In general the memset is going to be much faster, make sure you get your length right, obviously your example has not (m)allocated or defined the array of doubles. Now if it truly is going to end up with only a handful of doubles then the loop may turn out to be faster. But as get to the point where the fill loop shadows the handful of setup instructions memset will typically use larger and sometimes aligned chunks to maximize speed.
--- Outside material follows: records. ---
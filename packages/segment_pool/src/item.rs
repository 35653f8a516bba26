/// Handle to an item allocated from a [`SegmentPool`][crate::SegmentPool].
///
/// Wraps the item's global index together with the creation generation of the segment that
/// holds it. The global index alone is enough to reach the item through
/// [`lookup()`][crate::SegmentPool::lookup]; the generation lets methods taking an `Item` notice
/// that the segment was retired and its ordinal handed to a new segment, in which case they
/// treat the handle as not found instead of touching the new segment's slots.
///
/// Handles are plain values and can be copied freely. A copy of a handle to a freed item keeps
/// resolving to the same slot, which may since have been reused by another allocation.
#[derive(Clone, Copy, Debug, Eq, Hash, PartialEq)]
pub struct Item {
    index: usize,
    generation: u64,
}

impl Item {
    #[must_use]
    pub(crate) fn new(index: usize, generation: u64) -> Self {
        Self { index, generation }
    }

    /// The global index of the item, stable until the item is freed.
    #[must_use]
    #[inline]
    pub fn index(&self) -> usize {
        self.index
    }

    #[must_use]
    pub(crate) fn generation(&self) -> u64 {
        self.generation
    }
}

#[cfg(test)]
#[cfg_attr(coverage_nightly, coverage(off))]
mod tests {
    use std::collections::HashSet;
    use std::fmt::Debug;
    use std::hash::Hash;

    use static_assertions::assert_impl_all;

    use super::*;

    assert_impl_all!(Item: Send, Sync, Copy, Debug, Eq, Hash);

    #[test]
    fn handles_compare_by_index_and_generation() {
        let a = Item::new(5, 1);
        let b = Item::new(5, 2);
        let c = Item::new(5, 1);

        assert_ne!(a, b);
        assert_eq!(a, c);
        assert_eq!(a.index(), b.index());

        let set: HashSet<Item> = [a, b, c].into_iter().collect();
        assert_eq!(set.len(), 2);
    }
}
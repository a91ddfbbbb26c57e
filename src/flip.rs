//! Disk capture along the eight directions

use anyhow::{anyhow, Result};
use log::trace;

use crate::bitboard::{BitBoard, Color, Move, DIRECTIONS};

/// Whether a flip scan may change the board
#[derive(Copy, Clone, Debug, PartialEq, Eq)]
pub enum FlipMode {
    /// Count the captures only, leaving the board bitwise untouched
    Probe,
    /// Count and perform the captures
    Commit,
}

impl BitBoard {
    /// Sets `color`'s bit at `m` and clears the opponent's bit there.
    #[inline]
    pub fn place_or_flip(&mut self, m: Move, color: Color) {
        let bit = m.bit();
        self.disks[color as usize] |= bit;
        self.disks[color.other() as usize] &= !bit;
    }

    /// Scans from `m` one step at a time along `direction`.
    ///
    /// Returns 0 when no capture is possible in this direction, otherwise
    /// 1 + the number of opposing disks that would be captured (the extra 1
    /// is the bracketing disk of `color`). In [`FlipMode::Commit`] each
    /// captured disk is converted as its chain is confirmed, nearest to `m`
    /// last.
    pub fn try_flips(&mut self, m: Move, direction: Move, color: Color, mode: FlipMode) -> u32 {
        let next = m + direction;
        if next.is_off_board() {
            return 0;
        }

        let next_bit = next.bit();
        if next_bit & self.disks(color.other()) != 0 {
            let flips = self.try_flips(next, direction, color, mode);
            if flips > 0 {
                if mode == FlipMode::Commit {
                    trace!("flipping disk at {}", next);
                    self.place_or_flip(next, color);
                }
                return flips + 1;
            }
        } else if next_bit & self.disks(color) != 0 {
            return 1;
        }
        0
    }

    /// Total number of opposing disks a disk of `color` at `m` captures over
    /// all eight directions. The disk at `m` itself is not placed.
    pub fn flip_disks(&mut self, m: Move, color: Color, mode: FlipMode) -> u32 {
        DIRECTIONS
            .iter()
            .map(|&direction| self.try_flips(m, direction, color, mode).saturating_sub(1))
            .sum()
    }

    /// Number of disks `color` would capture by playing at `m`, without
    /// touching this board.
    #[inline]
    pub fn count_flips(&self, m: Move, color: Color) -> u32 {
        let mut probe = *self;
        probe.flip_disks(m, color, FlipMode::Probe)
    }

    /// Plays `color` at `m`, performing every capture, and returns the number
    /// of disks flipped.
    ///
    /// The move must already be known to be legal (on the board, empty, and
    /// capturing at least one disk); see [`BitBoard::play_checked`].
    pub fn apply_move(&mut self, m: Move, color: Color) -> u32 {
        debug_assert!(!m.is_off_board());
        debug_assert!(self.occupied() & m.bit() == 0);
        let flips = self.flip_disks(m, color, FlipMode::Commit);
        self.place_or_flip(m, color);
        flips
    }

    /// Validates and plays a move, returning the number of disks flipped.
    pub fn play_checked(&mut self, m: Move, color: Color) -> Result<u32> {
        if m.is_off_board() {
            return Err(anyhow!(
                "Illegal move {}: row and column must both be between 1 and 8",
                m
            ));
        }
        if self.occupied() & m.bit() != 0 {
            return Err(anyhow!("Illegal move {}: board position already occupied", m));
        }
        if self.count_flips(m, color) == 0 {
            return Err(anyhow!("Illegal move {}: no disks flipped", m));
        }
        Ok(self.apply_move(m, color))
    }

    /// A copy of this board with the move applied
    #[inline]
    pub fn with_move(&self, m: Move, color: Color) -> Self {
        let mut next = *self;
        next.apply_move(m, color);
        next
    }
}
//! Legal move generation

use std::ops::Deref;

use crate::bitboard::{BitBoard, Color, Move, COL1, COL8, DIRECTIONS, ROW8};
use crate::{EDGE, NUM_CELLS};

/// A fixed-capacity list of moves in enumeration order
#[derive(Copy, Clone)]
pub struct MoveList {
    size: usize,
    moves: [Move; NUM_CELLS],
}

impl MoveList {
    pub fn new() -> Self {
        Self {
            size: 0,
            moves: [Move::default(); NUM_CELLS],
        }
    }

    pub fn push(&mut self, m: Move) {
        self.moves[self.size] = m;
        self.size += 1;
    }
}

impl Default for MoveList {
    fn default() -> Self {
        Self::new()
    }
}

impl Deref for MoveList {
    type Target = [Move];

    fn deref(&self) -> &[Move] {
        &self.moves[..self.size]
    }
}

impl std::fmt::Debug for MoveList {
    fn fmt(&self, f: &mut std::fmt::Formatter<'_>) -> std::fmt::Result {
        f.debug_list().entries(self.iter()).finish()
    }
}

impl BitBoard {
    /// Empty cells adjacent to at least one disk of `color`'s opponent.
    pub fn neighbor_candidates(&self, color: Color) -> u64 {
        let opponent = self.disks(color.other());
        let mut neighbors = 0;
        for direction in DIRECTIONS.iter() {
            // a horizontal step must not carry a disk into the next row
            let col_mask = match direction.col {
                c if c > 0 => COL1,
                c if c < 0 => COL8,
                _ => 0,
            };
            let offset = direction.bit_offset();
            let shifted = if offset > 0 {
                opponent >> offset
            } else {
                opponent << -offset
            };
            neighbors |= shifted & !col_mask;
        }
        neighbors & !self.occupied()
    }

    /// Scans `candidates` from row 8 down to row 1, column 8 down to
    /// column 1, calling `f` for each cell where `color` would flip a disk.
    fn for_each_legal<F: FnMut(Move)>(&self, mut candidates: u64, color: Color, mut f: F) {
        for row in (1..=EDGE as i32).rev() {
            let mut this_row = candidates & ROW8;
            let mut col = EDGE as i32;
            while this_row != 0 && col >= 1 {
                if this_row & COL8 != 0 {
                    let m = Move::new(row, col);
                    if self.count_flips(m, color) > 0 {
                        f(m);
                    }
                }
                this_row >>= 1;
                col -= 1;
            }
            candidates >>= EDGE;
        }
    }

    /// The set of legal moves for `color` and its size
    pub fn legal_moves(&self, color: Color) -> (u64, u32) {
        let mut legal = 0;
        let mut count = 0;
        self.for_each_legal(self.neighbor_candidates(color), color, |m| {
            legal |= m.bit();
            count += 1;
        });
        (legal, count)
    }

    /// The legal moves among `candidates` as coordinates, in enumeration
    /// order (highest row first, then highest column first).
    pub fn valid_positions(&self, candidates: u64, color: Color) -> MoveList {
        let mut moves = MoveList::new();
        self.for_each_legal(candidates, color, |m| moves.push(m));
        moves
    }

    pub fn has_legal_move(&self, color: Color) -> bool {
        let mut candidates = self.neighbor_candidates(color);
        while candidates != 0 {
            let bit = candidates & candidates.wrapping_neg();
            if self.count_flips(Move::from_bit(bit), color) > 0 {
                return true;
            }
            candidates ^= bit;
        }
        false
    }

    /// Whether neither colour can move
    pub fn is_game_over(&self) -> bool {
        !self.has_legal_move(Color::Black) && !self.has_legal_move(Color::White)
    }
}
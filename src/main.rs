use anyhow::Result;
use indicatif::ProgressBar;

use std::io::{stdin, stdout, Write};

use othello_ai::{
    bitboard::{Color, Move},
    solver::Solver,
};

mod game;
use game::*;

/// Search depth of a computer player, `None` for a human
type Player = Option<u32>;

fn prompt(question: &str) -> Result<String> {
    print!("{}", question);
    stdout().flush().expect("failed to flush to stdout!");
    let mut buffer = String::new();
    stdin().read_line(&mut buffer)?;
    Ok(buffer.trim().to_lowercase())
}

fn choose_player(color: Color) -> Result<Player> {
    loop {
        let answer = prompt(&format!(
            "Enter h if {} ({}) is a human player, c for a computer player: ",
            color,
            color.glyph()
        ))?;
        match answer.chars().next() {
            Some('h') => return Ok(None),
            Some('c') => loop {
                let depth = prompt("Specify the searching depth (integer) between 1 and 60: ")?;
                match depth.parse::<u32>() {
                    Ok(depth @ 1..=60) => return Ok(Some(depth)),
                    _ => println!("Invalid depth: {}", depth),
                }
            },
            _ => println!("Unknown answer given"),
        }
    }
}

fn main() -> Result<()> {
    env_logger::init();

    println!("Welcome to Othello\n");

    let black = choose_player(Color::Black)?;
    let white = choose_player(Color::White)?;

    let mut game = Game::new();

    // game loop
    loop {
        game.display()?;

        match game.state {
            GameState::Playing => {
                let color = game.to_move;
                if !game.board.has_legal_move(color) {
                    println!("{} cannot place a disk and passes", color);
                    game.pass()?;
                    continue;
                }

                let player = match color {
                    Color::Black => black,
                    Color::White => white,
                };
                match player {
                    // computer player
                    Some(depth) => {
                        let spinner = ProgressBar::new_spinner();
                        spinner.set_message("Computer is thinking...");
                        spinner.enable_steady_tick(100);

                        let mut solver = Solver::new(game.board, color);
                        let action = solver.solve_parallel(depth);
                        spinner.finish_and_clear();

                        let best_move = match action.best_move {
                            Some(m) => m,
                            None => {
                                game.pass()?;
                                continue;
                            }
                        };
                        let flips = game.play_checked(best_move)?;
                        println!(
                            "Computer placed {} at [row {}, column {}] and flipped {} disks",
                            color.glyph(),
                            best_move.row,
                            best_move.col,
                            flips
                        );
                        println!(
                            "Evaluation after {} plies: {:+} ({} positions searched)",
                            depth, action.value, solver.node_count
                        );
                    }

                    // human player
                    None => {
                        let input = prompt(&format!(
                            "Enter {}'s move as 'row,col': ",
                            color.glyph()
                        ))?;
                        let m = match input.parse::<Move>() {
                            Err(err) => {
                                println!("{}", err);
                                continue;
                            }
                            Ok(m) => m,
                        };
                        match game.play_checked(m) {
                            Ok(flips) => println!("You flipped {} disks", flips),
                            // try the move again
                            Err(err) => println!("{}", err),
                        }
                    }
                }
            }

            // end state
            GameState::Finished(outcome) => {
                println!("Game over after {} turns.", game.history.len());
                println!("{}", outcome);
                break;
            }
        }
    }
    Ok(())
}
As usual, test and measure. (although in this case you end up in the cache and the measurement may turn out to be bogus).

dwelch
+3  A: 

Try this, if only to be cool xD

{
    double *to = d;
    int n=(length+7)/8;
    switch(length%8){
        case 0: do{ *to++ = 0.0;
        case 7:  *to++ = 0.0;
        case 6:  *to++ = 0.0;
        case 5:  *to++ = 0.0;
        case 4:  *to++ = 0.0;
        case 3:  *to++ = 0.0;
        case 2:  *to++ = 0.0;
        case 1:  *to++ = 0.0;
        }while(--n>0);
    }
}
fortran
Can you do that? Put cases inside a "do"?
Mike Dunlavey
Yes, it's called a Duff's Device: http://en.wikipedia.org/wiki/Duff%27s_device
fbrereto
@fbrereton: I'm snowed. I never realized the "case" could go down inside a subordinate block underneath the "switch".
Mike Dunlavey
yes, it's duff's device, I think other answer mentioned it... about the cases, they're just jump target labels FSMS knows what kind of unstructured tricks could be done with them! :-)
fortran
This probably made you cool when Tom Duff came out with it. Nowadays it probably makes the other programmers hate you. And (both) rightly so.
sbi
@sbi your inability to detect irony is fascinating
fortran
nobody should use this old piece of code. It confues most readers.
frast
@frast it is good to filter out good programmers from bad ones xD
fortran
... at the same time, the general idea can be accomplished without abusing the language so much. (Listen to me - I'm starting to sound judgemental!)
Mike Dunlavey
+4  A: 

In addition to the several bugs and omissions in your code, using memset is not portable. You can't assume that a double with all zero bits is equal to 0.0. First make your code correct, then worry about optimizing.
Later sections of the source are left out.